The dress was short, tight and stylish. Wang’s heels were high. She’s 24, and she’s had fashion magazine spreads. Had she walked the Academy Awards red carpet in this outfit, she would have been noticed. She looked great.

She also played impressively under the circumstances, those circumstances being a Bowl schedule (usually a single morning rehearsal) that offers barely enough time to work out basic coordination with the orchestra, and none for nuance. Her heels didn’t hurt her pedaling. Her fingers flew across the keyboard with startling speed, power and accuracy in a concerto notorious for its technical challenges. If she showed off, it was with her cocky coolness. But, then, it used to be considered, in less showboating days, that the mark of a true virtuoso was someone who, as Wang did, made the difficult look easy.

So what’s the big deal? Partly, it was the surprise. When Wang played with the Los Angeles Philharmonic two years ago, she wore a long red gown that was very nice but also traditional. As recently as last June, I saw Wang with the San Francisco Symphony in a long blue gown.

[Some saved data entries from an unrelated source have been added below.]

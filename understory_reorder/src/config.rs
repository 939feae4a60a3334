// Copyright 2025 the Understory Authors
// SPDX-License-Identifier: Apache-2.0 OR MIT

//! Engine configuration.

/// Default cap on the auto-scroll distance per frame, in logical pixels.
pub const DEFAULT_MAX_SCROLL_PER_FRAME: f64 = 20.0;

/// Default time for auto-scroll to reach full speed, in milliseconds.
pub const DEFAULT_ACCELERATION_LIMIT_MS: u64 = 1500;

/// Default smallest non-zero auto-scroll step, in logical pixels.
pub const DEFAULT_MIN_SCROLL_STEP: f64 = 1.0;

/// Tunables for [`ReorderState`](crate::ReorderState).
///
/// Setters clamp their inputs: negative distances become `0.0` and non-finite
/// values are ignored.
#[derive(Debug, Clone, Copy, PartialEq)]
pub struct ReorderConfig {
    /// Largest auto-scroll step emitted per frame. `0.0` disables auto-scroll.
    pub max_scroll_per_frame: f64,
    /// Time after the auto-scroll starts until it reaches full speed.
    pub acceleration_limit_ms: u64,
    /// Smallest step emitted while the dragged item is past a viewport edge.
    pub min_scroll_step: f64,
    /// Animate the dropped item into its slot on pointer-up, as on cancel.
    ///
    /// Enabled by default; `false` snaps the item into place on release.
    pub animate_drop: bool,
}

impl ReorderConfig {
    /// Creates the default configuration.
    #[must_use]
    pub const fn new() -> Self {
        Self {
            max_scroll_per_frame: DEFAULT_MAX_SCROLL_PER_FRAME,
            acceleration_limit_ms: DEFAULT_ACCELERATION_LIMIT_MS,
            min_scroll_step: DEFAULT_MIN_SCROLL_STEP,
            animate_drop: true,
        }
    }

    /// Sets the per-frame auto-scroll cap (builder pattern).
    #[must_use]
    pub fn with_max_scroll_per_frame(mut self, max: f64) -> Self {
        if max.is_finite() {
            self.max_scroll_per_frame = max.max(0.0);
        }
        self
    }

    /// Sets the acceleration ramp (builder pattern). `0` scrolls at full speed immediately.
    #[must_use]
    pub const fn with_acceleration_limit_ms(mut self, limit: u64) -> Self {
        self.acceleration_limit_ms = limit;
        self
    }

    /// Sets the smallest auto-scroll step (builder pattern).
    #[must_use]
    pub fn with_min_scroll_step(mut self, step: f64) -> Self {
        if step.is_finite() {
            self.min_scroll_step = step.max(0.0);
        }
        self
    }

    /// Sets whether a drop runs the settle animation (builder pattern).
    #[must_use]
    pub const fn with_animate_drop(mut self, animate: bool) -> Self {
        self.animate_drop = animate;
        self
    }
}

impl Default for ReorderConfig {
    fn default() -> Self {
        Self::new()
    }
}

#[cfg(test)]
mod tests {
    use super::*;

    #[test]
    fn setters_clamp() {
        let config = ReorderConfig::new()
            .with_max_scroll_per_frame(-4.0)
            .with_min_scroll_step(f64::NAN);
        assert_eq!(config.max_scroll_per_frame, 0.0);
        assert_eq!(config.min_scroll_step, DEFAULT_MIN_SCROLL_STEP);

        let config = ReorderConfig::new().with_max_scroll_per_frame(f64::INFINITY);
        assert_eq!(config.max_scroll_per_frame, DEFAULT_MAX_SCROLL_PER_FRAME);
    }

    #[test]
    fn drop_animates_by_default() {
        assert!(ReorderConfig::default().animate_drop);
        assert!(!ReorderConfig::new().with_animate_drop(false).animate_drop);
    }
}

The classical music dress code has loosened up over the years. In opera productions that would make “Opera Sextronique” look tame, star singers are regularly expected to wear (and sometimes remove) revealing costumes on even the most respectable of Old World stages. In the Gaga pop world, Wang’s orange dress would not have raised a plucked, pierced, tattooed eyebrow other than for its tastefulness. Still, for a Bowl concert, Wang did go as far as a classical performer could without appearing risqué. At intermission there was a certain amount of tsk, tsk-ing from the wolf-whistlers’ wives.

The fact is, we don’t ignore appearance, and we never have. Liszt’s long hair and Paganini’s spectral manner helped make them music’s first rock stars. Beethoven’s dishevelment was, some Viennese thought, reflected in his incomprehensible late music. Everyone noticed that Glenn Gould sat on a rickety low chair. Carlo Maria Giulini’s elegant posture and Armani suits added to his image, as Anne Sophie Mutter’s strapless gowns have to hers.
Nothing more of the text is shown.